DDoS

DDoS 緩解架構圖，涵蓋清洗中心設計、傳輸服務整合，以及 F5 Distributed Cloud 大規模流量攻擊防護。

DDoS 緩解架構

多層式 DDoS 緩解機制，包含網路層清洗、應用層檢測，以及將乾淨流量傳遞至來源端。

architecture-beta
  group scrub(lucide:shield)[Scrubbing Center]
  group origin(carbon:cloud-services)[Origin DC]

  service edge(carbon:edge-node)[Edge Router] in scrub
  service filter(carbon:firewall)[Traffic Filter] in scrub
  service clean(carbon:load-balancer-global)[Clean Pipe] in scrub
  service lb(carbon:load-balancer-application)[Load Balancer] in origin
  service app(carbon:application)[Application] in origin
  service db(carbon:data-base)[Database] in origin

  edge:R --> L:filter
  filter:R --> L:clean
  clean:R --> L:lb
  lb:R --> L:app
  app:B --> T:db

F5 XC DDoS 與傳輸服務

F5 Distributed Cloud 提供整合 CDN 及應用程式安全性的 DDoS 防護與傳輸服務。

architecture-beta
  group xc(lucide:cloud)[F5 Distributed Cloud]
  group cloud(carbon:cloud-services)[Cloud Infrastructure]

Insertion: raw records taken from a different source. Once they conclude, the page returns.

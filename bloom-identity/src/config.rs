//! Identity flow configuration.

use bloom_crypto::CryptoConfig;
use serde::{Deserialize, Serialize};
use std::path::PathBuf;

/// Secure storage alias holding the raw identity private key.
pub const DEFAULT_PRIVATE_KEY_ALIAS: &str = "__user_private_key";

/// Configuration for onboarding, restore and sharing.
#[derive(Clone, Debug, PartialEq, Eq, Serialize, Deserialize)]
#[serde(default)]
pub struct IdentityConfig {
    /// Secure storage key under which the private key PEM is kept.
    pub private_key_alias: String,

    /// Directory decrypted media is staged in for display.
    pub decrypted_media_dir: PathBuf,

    /// Cost parameters for the crypto core.
    pub crypto: CryptoConfig,
}

impl Default for IdentityConfig {
    fn default() -> Self {
        Self {
            private_key_alias: DEFAULT_PRIVATE_KEY_ALIAS.to_string(),
            decrypted_media_dir: std::env::temp_dir().join("decrypted_images"),
            crypto: CryptoConfig::default(),
        }
    }
}
//! Error types for the E2EE core.

use thiserror::Error;

/// Result type for crypto operations.
pub type CryptoResult<T> = Result<T, CryptoError>;

/// Errors produced by key generation, recovery sealing and hybrid encryption.
///
/// None of these are transient; callers decide on messaging and retries.
#[derive(Debug, Error)]
pub enum CryptoError {
    #[error("key generation failed: {0}")]
    KeyGeneration(String),

    #[error("invalid recovery mnemonic")]
    InvalidMnemonic,

    #[error("recovery vault failed authentication (wrong mnemonic or tampered vault)")]
    VaultIntegrity,

    #[error("payload failed authentication (tampered ciphertext, iv or tag)")]
    TamperDetected,

    #[error("no wrapped key for recipient {0}")]
    RecipientNotFound(String),

    #[error("failed to unwrap content key: {0}")]
    Unwrap(String),

    #[error("encryption failed: {0}")]
    Encryption(String),

    #[error("malformed {field}: {reason}")]
    Encoding { field: &'static str, reason: String },

    #[error("invalid key material: {0}")]
    InvalidKey(String),
}

impl CryptoError {
    pub(crate) fn encoding(field: &'static str, reason: impl ToString) -> Self {
        Self::Encoding {
            field,
            reason: reason.to_string(),
        }
    }
}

  service ddos(f5xc:ddos-and-transit-services)[DDoS Protection] in xc
  service cdn(f5xc:content-delivery-network)[CDN] in xc
  service waap(f5xc:web-app-and-api-protection)[WAAP] in xc
  service lb(carbon:load-balancer-application)[Load Balancer] in cloud
  service app(carbon:application)[App Cluster] in cloud
  service db(carbon:data-base)[Database] in cloud

  ddos:R --> L:cdn
  cdn:R --> L:waap
  waap:R --> L:lb
  lb:R --> L:app
  app:B --> T:db

大規模流量攻擊流程

攻擊流量流程圖，展示大規模 DDoS 攻擊如何在抵達來源基礎設施之前，於 F5 XC 邊緣節點被吸收並緩解。

flowchart LR
  attacker@{ icon: 'lucide:bug', label: 'Attack Traffic' }
  legit@{ icon: 'lucide:user', label: 'Legitimate Users' }
  edge@{ icon: 'f5xc:ddos-and-transit-services', label: 'XC Edge' }
  scrub@{ icon: 'carbon:firewall', label: 'Scrubbing' }
  drop@{ icon: 'lucide:shield', label: 'Drop Malicious' }
  origin@{ icon: 'carbon:application', label: 'Origin' }

  attacker --> edge
  legit --> edge
  edge --> scrub
  scrub --> drop
  scrub --> origin